Who'd a thought it?
At the beginning of the season, the Moffat County High School Bulldogs started with four starters from a 3-7 team. The Palisade Bulldogs started the season with six seniors and four returning starters.
Needless to say, the outside expectations weren't high.
After already notching playoff spots, the two preseason non-favorites meet at 7 p.m. Saturday in Palisade to decide second and third place in the Western Slope Conference.
"Based on outside expectations, we are two over-achieving teams," said Palisade coach Todd Casebier. "Our teams are both on a roll since losing to Rifle and we're anxious for this game."
Palisade has thrived on offense this season, averaging 36 points per game and amassing more than 3,700 yards on offense, the best in 3A. They are led by senior running back Travis Bounds, who has 1,379 yards on the ground and has been a top four rusher in the state all season. Pounding the ball with Bounds isn't all the Bulldogs have, "We have a pretty balanced offense with over 1,000 passing yards as well," Casebier said.
MCHS defensive coordinator Lance Scranton said his defense was up against some schemes they hadn't faced this season the last time they played Palisade.
"They have the most complex offense we've seen all year," he said. "They overload the secondary by bringing out a back from the back field almost every play."
Scranton said for his defense to hold an offense that has been unstoppable in conference play 41 ppg it has to apply pressure to quarterback Dustin Harris (63 completions, 1,101 yds).
"In the games they've been stopped, the quarterback was running all over the place," he said. "This is a big game for our d-line and ends."
Defensive ends senior Alan Horrocks and junior Nick Goodenow have anchored a defense that is allowing 13.6 ppg in conference play. Goodenow is one of the state leaders in sacks with 11.
"The defense just has to keep doing what it's been doing," head coach Kip Hafey said. "It is probably their biggest challenge of the year."

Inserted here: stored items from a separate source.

//! Configuration management subsystem.
//!
//! # Data Flow
//! ```text
//! config file (TOML)
//!     → loader.rs (parse & deserialize)
//!     → validation.rs (semantic checks)
//!     → EdgeConfig (validated, immutable)
//!     → shared via Arc to all subsystems
//! ```
//!
//! # Design Decisions
//! - Config is immutable once loaded; changes require a restart
//! - All fields have defaults to allow minimal configs
//! - Validation separates syntactic (serde) from semantic checks

pub mod loader;
pub mod schema;
pub mod validation;

pub use loader::{load_config, ConfigError};
pub use schema::{
    ApiConfig, EdgeConfig, ListenerConfig, ObservabilityConfig, SocialConfig, TimeoutConfig,
    UpstreamConfig,
};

A challenge that Casebier foresees for his team is the ability of Moffat County to platoon with different starters on both sides of the ball.
"You could see in the Steamboat game which team was the freshest in the second half," he said. "We don't have the amount of athletes (Moffat County) does and we rely on them on both sides of the ball. We need to stay fresh or they'll run over us in the second half."
The winner Saturday will more than likely host a first-round playoff game against either Fort Morgan or Alamosa and the loser will face Pueblo County in Pueblo. The trip to the south east of Colorado isn't too appealing to either coach. With a winner staying at home, both teams are treating the final conference game of the season as the first playoff game.
"This is going to be just like a playoff game," Casebier said. "It will be a big fight over field position and a struggle to win the turnover battle."
Hafey, who was an assistant at Palisade five years ago, expects to see the same defense that has held the WSC to 13.6 ppg and the same offense that had possession of the ball 30 of the 48 minutes in the Steamboat game.
"Nobody expected us to be able to do what we did against Steamboat and it's the same with Palisade," he said. "But, as always, the coaches have done a great job preparing the team and we believe in our system and we're ready to go."